Серьезные покупатели
Ренуар. — Первых «серьезных» покупателей я нашел среди своих друзей, таких, как С., которого вы хорошо знали. Это был тип настоящего друга, так как он покупал у меня картины, только чтобы сделать мне приятное, о самой живописи он мало беспокоился, и, кроме того, он рисковал заслужить упреки своей жены, расходуя триста — четыреста франков на вещь бесполезную и «уродливую на вид». Так, например, хорошо знакомая вам «Женщина, кусающая палец», за которую он заплатил мне около двухсот пятидесяти франков, была надолго сослана в коридор его женой, находившей эту картину немного дорогой, немного вульгарной и сверх всего представляющей модель в позе не совсем «comme il faut»[29]. Но однажды, когда мадам С. в двадцатый раз повторяла мне: «Ах, эта картина!» — я имел удовольствие ей ответить:
«Вы от нее избавитесь, мадам, так как мой друг Кайеботт поручил мне предложить вашему супругу тройную цену за нее и так как я думаю, что ваш супруг больше, чем кто-нибудь другой, не сочтет эту цену ненормальной…»
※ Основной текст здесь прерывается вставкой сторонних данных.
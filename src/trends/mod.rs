//! The trend pipeline: categorize and score every fetched item, rank, and
//! summarize.
//!
//! Each source picks one [`TrendStrategy`]; everything after that is shared.
//!
//! ```text
//! Vec<RawItem> ── strategy.categorize / strategy.score ──▶ Vec<ScoredItem>
//!              ── rank(top_n) ──▶ Vec<Topic> ── summarize ──▶ CollectionSummary
//! ```
//!
//! # Submodules
//!
//! - [`categorize`]: ordered keyword rule tables
//! - [`score`]: recency and engagement heuristics
//! - [`rank`]: stable sort, dense ranks, truncation
//! - [`summary`]: per-source summaries and the combined snapshot

pub mod categorize;
pub mod rank;
pub mod score;
pub mod summary;

use crate::models::{Category, CollectionSummary, RawItem, RunMetadata};
use categorize::{FEED_RULES, HEADLINE_RULES};
use chrono::{DateTime, Local, Utc};
use rank::ScoredItem;
use summary::RunInfo;

/// How a source's items are categorized and scored.
pub trait TrendStrategy {
    fn categorize(&self, item: &RawItem) -> Category;

    /// Relevance score; higher ranks first.
    fn score(&self, item: &RawItem, now: DateTime<Utc>) -> u32;
}

/// Headline API articles: headline keyword table plus engagement score.
#[derive(Debug, Clone, Copy, Default)]
pub struct EngagementStrategy;

impl TrendStrategy for EngagementStrategy {
    fn categorize(&self, item: &RawItem) -> Category {
        HEADLINE_RULES.categorize(item)
    }

    fn score(&self, item: &RawItem, now: DateTime<Utc>) -> u32 {
        score::engagement_score(item, now)
    }
}

/// Feed items: feed keyword table plus recency score.
#[derive(Debug, Clone, Copy, Default)]
pub struct RecencyStrategy;

impl TrendStrategy for RecencyStrategy {
    fn categorize(&self, item: &RawItem) -> Category {
        FEED_RULES.categorize(item)
    }

    fn score(&self, item: &RawItem, now: DateTime<Utc>) -> u32 {
        score::recency_score(item, now)
    }
}

/// Categorize and score every item that has a usable title.
///
/// Untitled items are dropped here rather than at fetch time.
pub fn score_items<S: TrendStrategy + ?Sized>(
    strategy: &S,
    items: &[RawItem],
    now: DateTime<Utc>,
) -> Vec<ScoredItem> {
    items
        .iter()
        .filter(|item| !item.title.trim().is_empty())
        .map(|item| ScoredItem {
            category: strategy.categorize(item),
            score: strategy.score(item, now),
            item: item.clone(),
        })
        .collect()
}

/// Run the whole pipeline for one source's fetched items.
pub fn collect_trends<S: TrendStrategy + ?Sized>(
    strategy: &S,
    label: &str,
    items: &[RawItem],
    top_n: usize,
    metadata: RunMetadata,
    collection_time: DateTime<Local>,
) -> CollectionSummary {
    let scored = score_items(strategy, items, collection_time.with_timezone(&Utc));
    let total_trending_topics = scored.len();
    let trends = rank::rank(scored, top_n);

    summary::summarize(
        trends,
        RunInfo {
            label: label.to_string(),
            collection_time,
            total_articles: items.len(),
            total_trending_topics,
            metadata,
        },
    )
}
«Но я никогда не говорила, что мне не нравится эта картина! — протестовала мадам С. — За исключением некоторых, совсем незначительных мелочей…»
Я охотно узнал бы, что это были за «незначительные мелочи», но мадам С. без дальнейших объяснений позвала лакея, приказала принести молоток и гвозди, и моя картина была повешена на виднейшем месте, в зале. Мадам С. оказалась не из тех, кто позволяет себе соблазниться перспективой выгоды. Нет, она совсем не была похожа на свою подругу, мадам Н., для которой я написал за пять луи маленькую «Головку ребенка». Через несколько лет кто-то сказал ей:
«Позвольте, да у вас есть Ренуар!»
«Да, — сказала мадам Н. — Иначе говоря, мертвый капитал в пять луи!»
«Пять луи, — вскричал собеседник. — Вы можете приписать ноль!»
Мадам Н. остолбенела при мысли, что столько денег лежит без толку. И когда вернулся муж, она вручила ему уже снятую со стены картину со словами: «Беги скорее с этой вещью к Дюран-Рюэлю!»
Эту симпатичную мадам Н. я застал однажды в слезах:
«Можете себе представить, мосье Ренуар, мой муж обманывает меня после тридцати лет верности!»